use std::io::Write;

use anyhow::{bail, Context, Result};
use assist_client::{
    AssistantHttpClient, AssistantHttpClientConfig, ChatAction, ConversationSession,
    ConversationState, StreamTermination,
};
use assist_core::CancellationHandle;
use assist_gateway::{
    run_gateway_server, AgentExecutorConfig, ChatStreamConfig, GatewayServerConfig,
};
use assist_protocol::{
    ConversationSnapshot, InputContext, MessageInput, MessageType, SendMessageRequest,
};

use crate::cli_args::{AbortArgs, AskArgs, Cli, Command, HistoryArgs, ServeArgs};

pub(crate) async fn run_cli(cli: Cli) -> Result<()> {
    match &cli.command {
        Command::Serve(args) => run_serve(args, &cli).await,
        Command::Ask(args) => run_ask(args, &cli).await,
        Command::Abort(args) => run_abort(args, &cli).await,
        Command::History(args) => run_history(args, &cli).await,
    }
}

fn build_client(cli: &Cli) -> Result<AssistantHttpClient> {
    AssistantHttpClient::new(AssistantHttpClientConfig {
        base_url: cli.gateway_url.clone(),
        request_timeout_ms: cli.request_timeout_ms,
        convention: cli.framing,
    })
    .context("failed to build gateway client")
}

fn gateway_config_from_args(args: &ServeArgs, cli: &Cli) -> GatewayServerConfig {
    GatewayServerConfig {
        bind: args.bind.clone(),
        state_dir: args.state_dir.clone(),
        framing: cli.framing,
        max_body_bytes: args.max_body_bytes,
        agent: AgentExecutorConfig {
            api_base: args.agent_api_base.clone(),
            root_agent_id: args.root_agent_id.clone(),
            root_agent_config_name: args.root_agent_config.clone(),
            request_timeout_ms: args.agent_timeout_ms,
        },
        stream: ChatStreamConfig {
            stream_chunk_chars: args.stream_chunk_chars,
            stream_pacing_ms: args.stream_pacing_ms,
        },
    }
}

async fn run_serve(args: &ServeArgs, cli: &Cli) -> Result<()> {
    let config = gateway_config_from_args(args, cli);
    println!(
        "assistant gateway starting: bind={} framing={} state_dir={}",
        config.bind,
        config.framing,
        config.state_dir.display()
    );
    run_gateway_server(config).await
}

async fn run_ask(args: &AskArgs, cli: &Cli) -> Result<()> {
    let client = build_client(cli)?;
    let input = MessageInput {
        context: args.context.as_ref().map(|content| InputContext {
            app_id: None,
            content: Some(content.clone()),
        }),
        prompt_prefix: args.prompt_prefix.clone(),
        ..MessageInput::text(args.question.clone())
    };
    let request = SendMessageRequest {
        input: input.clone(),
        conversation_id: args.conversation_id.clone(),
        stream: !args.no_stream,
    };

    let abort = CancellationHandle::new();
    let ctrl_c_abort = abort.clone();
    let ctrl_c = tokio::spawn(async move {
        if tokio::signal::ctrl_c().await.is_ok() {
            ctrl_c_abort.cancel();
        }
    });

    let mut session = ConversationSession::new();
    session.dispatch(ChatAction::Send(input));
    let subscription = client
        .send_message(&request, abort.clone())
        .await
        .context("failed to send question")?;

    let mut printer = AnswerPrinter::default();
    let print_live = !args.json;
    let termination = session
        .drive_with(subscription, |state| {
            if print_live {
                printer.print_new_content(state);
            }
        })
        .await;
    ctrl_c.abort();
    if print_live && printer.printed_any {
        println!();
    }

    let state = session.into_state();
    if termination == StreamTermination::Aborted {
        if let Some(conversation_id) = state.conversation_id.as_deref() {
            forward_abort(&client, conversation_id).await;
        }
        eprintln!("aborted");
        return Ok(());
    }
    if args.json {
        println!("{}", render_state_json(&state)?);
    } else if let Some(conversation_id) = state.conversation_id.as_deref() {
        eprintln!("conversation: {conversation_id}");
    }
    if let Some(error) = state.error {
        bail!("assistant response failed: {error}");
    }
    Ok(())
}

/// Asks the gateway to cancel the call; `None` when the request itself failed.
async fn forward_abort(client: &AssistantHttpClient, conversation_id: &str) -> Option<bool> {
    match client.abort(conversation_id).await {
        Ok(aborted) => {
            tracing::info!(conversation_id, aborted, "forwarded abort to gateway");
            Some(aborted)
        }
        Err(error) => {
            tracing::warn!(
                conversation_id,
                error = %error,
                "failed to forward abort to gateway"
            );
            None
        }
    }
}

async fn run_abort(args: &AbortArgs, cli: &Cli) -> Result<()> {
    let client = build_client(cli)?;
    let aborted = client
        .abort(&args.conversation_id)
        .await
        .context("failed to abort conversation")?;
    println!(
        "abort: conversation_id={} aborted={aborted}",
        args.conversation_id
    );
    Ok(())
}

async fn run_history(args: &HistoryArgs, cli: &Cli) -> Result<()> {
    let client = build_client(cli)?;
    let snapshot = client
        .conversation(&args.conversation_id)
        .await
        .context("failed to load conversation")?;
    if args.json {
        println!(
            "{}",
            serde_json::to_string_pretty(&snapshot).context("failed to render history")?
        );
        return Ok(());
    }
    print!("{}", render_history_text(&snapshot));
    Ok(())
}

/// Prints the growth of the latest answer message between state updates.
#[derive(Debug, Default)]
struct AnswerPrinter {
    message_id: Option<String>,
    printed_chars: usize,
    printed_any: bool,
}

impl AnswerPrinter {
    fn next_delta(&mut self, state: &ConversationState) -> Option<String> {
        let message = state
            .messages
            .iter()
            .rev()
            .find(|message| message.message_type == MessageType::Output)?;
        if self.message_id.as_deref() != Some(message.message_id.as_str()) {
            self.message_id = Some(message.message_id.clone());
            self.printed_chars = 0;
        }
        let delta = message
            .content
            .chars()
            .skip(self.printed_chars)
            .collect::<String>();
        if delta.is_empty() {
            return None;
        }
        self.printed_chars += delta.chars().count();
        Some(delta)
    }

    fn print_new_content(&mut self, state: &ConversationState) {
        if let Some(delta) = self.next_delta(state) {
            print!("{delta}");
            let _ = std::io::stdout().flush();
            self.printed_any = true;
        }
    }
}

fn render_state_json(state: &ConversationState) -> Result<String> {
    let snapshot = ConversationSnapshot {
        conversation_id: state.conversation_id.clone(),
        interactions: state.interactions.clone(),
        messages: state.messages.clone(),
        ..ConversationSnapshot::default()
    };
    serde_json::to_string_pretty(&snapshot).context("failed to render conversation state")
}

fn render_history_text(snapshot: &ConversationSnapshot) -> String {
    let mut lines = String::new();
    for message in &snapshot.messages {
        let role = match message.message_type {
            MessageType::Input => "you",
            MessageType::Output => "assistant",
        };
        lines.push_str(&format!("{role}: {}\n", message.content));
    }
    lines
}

= = = =

## Task statement
Return each line from the data where the string "ConversationState" can be found.

## Task response
    ConversationState, StreamTermination,
    fn next_delta(&mut self, state: &ConversationState) -> Option<String> {
    fn print_new_content(&mut self, state: &ConversationState) {
fn render_state_json(state: &ConversationState) -> Result<String> {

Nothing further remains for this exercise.